Viewpoint: Bigger Banks Need to Pay More to DIF

Recently, the FDIC updated the fee structure for its Deposit Insurance Fund. Though there is no doubt that strong efforts are needed to replenish the fund — its value dropped below the previous 15-year low-water mark last year and has continued its plummet into negative territory — the current fee schedule places an undue burden on small banks, which are effectively subsidizing larger banks.

The DIF is supported by fees on insured banks, which are assessed by a risk-based schedule — that is, "based on an institution's probability of causing a loss to the Deposit Insurance Fund due to the composition and concentration of the institution's assets and liabilities, the amount of loss given failure and revenue needs of the DIF" according to the Federal Deposit Insurance Act.

We believe the discussions around the assessment of the fee have focused too narrowly on the probability of an institution causing a loss to the fund, with little attention being paid to capturing the severity of such a loss at thresholds that would cause the fund the most pain i.e., the fees assessed should reflect a premium for the larger banks that, under duress, present the most solvency risk to the fund.

Such an approach would explicitly adjust for "name concentration," a term commonly used by credit portfolio managers to describe the risk that a large borrower will default and thereby lead to a noticeably large loss for the bank because of the sheer size of the exposure.

Since there is a higher likelihood that this large borrower would contribute to a possible tail event or "worst case" loss, it should attract a higher amount of capital as a percent of exposure.

This name concentration risk needs to be mitigated by hold limits (i.e., maximum lending amounts to individual borrowers) or compensated through risk-based pricing (i.e., an add-on to the credit spread).

The same should be the case for the DIF, which has name concentration of its own because of the insurance policy it issues around the deposit base of the largest financial institutions in the country.

Risk mitigation via hold limits is likely a nonstarter since it would mean significantly less insurance coverage for large banks, possibly leading to liquidity and funding challenges. However, the second tactic of risk-based pricing is certainly a real possibility.

The fee-assessment process for the DIF is very similar to the risk-based pricing process for banks. The goal is the same: properly compensate the institution for the risk that each entity brings to that institution, considering two elements:

• The amount that the institution expects to lose on the entity based on the entity's financial strength (the entity's balance sheet and income statement).

 

• A capital charge required to compensate the institution for a possible catastrophic, worst-case loss because of name concentrations (sheer size of the exposure).

 

The first component of the risk cost, the expected loss, is easy to compute. It is simply the probability of the entity defaulting, multiplied by the loss given default: EL% = PD% x LGD%.
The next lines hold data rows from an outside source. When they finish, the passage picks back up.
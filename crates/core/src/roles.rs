//! Well-known company role constants.
//!
//! These must match the seed data in `20260301000001_create_company_roles.sql`.

use crate::types::DbId;

pub const ROLE_EMPLOYEE: &str = "employee";
pub const ROLE_MANAGER: &str = "manager";
pub const ROLE_ADMIN: &str = "admin";

/// Role id assigned to new employees when none is supplied.
pub const DEFAULT_ROLE_ID: DbId = 1;

/// Whether `role` may manage the service catalog.
pub fn can_manage_catalog(role: &str) -> bool {
    role == ROLE_MANAGER || role == ROLE_ADMIN
}

#[cfg(test)]
mod tests {
    use super::*;

    #[test]
    fn catalog_management_requires_manager_or_admin() {
        assert!(can_manage_catalog(ROLE_ADMIN));
        assert!(can_manage_catalog(ROLE_MANAGER));
        assert!(!can_manage_catalog(ROLE_EMPLOYEE));
        assert!(!can_manage_catalog("ADMIN"));
    }
}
For example, if the likelihood of a bank defaulting is 1% and the loss in the event of default is 25%, the EL% would be 25 basis points.

This first component of expected loss is where the focus has been.

Now, consider a case where two banks, X and Y, both have the same exact financials, so, their likelihood of failing is the same.

Using the example above, their EL% will be 25 basis point. However, X is one of the largest banks insured by the fund and contributes 5% of the total deposits insured by the fund, while Y is about a hundred times smaller.

Indeed, the four largest banks account for about 40% of the total deposits at FDIC-insured institutions.

A common point of confusion is that X is already paying more into the fund than Y on a total dollar basis (because of a larger deposit base).

However, we argue that X needs to actually pay more on a per-dollar-of-deposits basis to account for the name concentration risk it brings to the fund.

This second component can be quantified by measuring the contribution of the bank to the tail risk or "worst case" loss to the fund.

It is best captured in a credit portfolio model that summarizes this contribution in a metric called economic capital, which is a function of the bank's size and the solvency standard that the fund wants to achieve.

This number is then multiplied with the hurdle rate, which is the return rate taxpayers require for investing their capital with the institution, to get the capital charge: CC% = EC% x Hurdle%.

Suppose that the EC% reflective of the contribution of X is 2% and of Y is 0.5%, and the hurdle rate is 5%. This would translate into a CC% of 10 basis points for X and 2.5 basis points for Y.

As a result, the total fee assessment in this hypothetical example of two banks with the same financial strength would be 35 basis points for X and 27.5 basis points for Y.

These results illustrate the concept of name concentration and its potential to significantly alter the "fair economic price" that banks should pay to the fund.

The two prerequisites in implementing such an approach are strong credit portfolio analytics and data.

We believe that the Office of Financial Research can help address the issue of data.

Having dynamic, bank-level data will improve the FDIC's risk assessment, giving it a better indication of which banks are more likely to fail, where concentrations are building and when systemic risk is increasing.

The result is a better assessment of the risks to the DIF that will help it to appropriately charge for deposit insurance.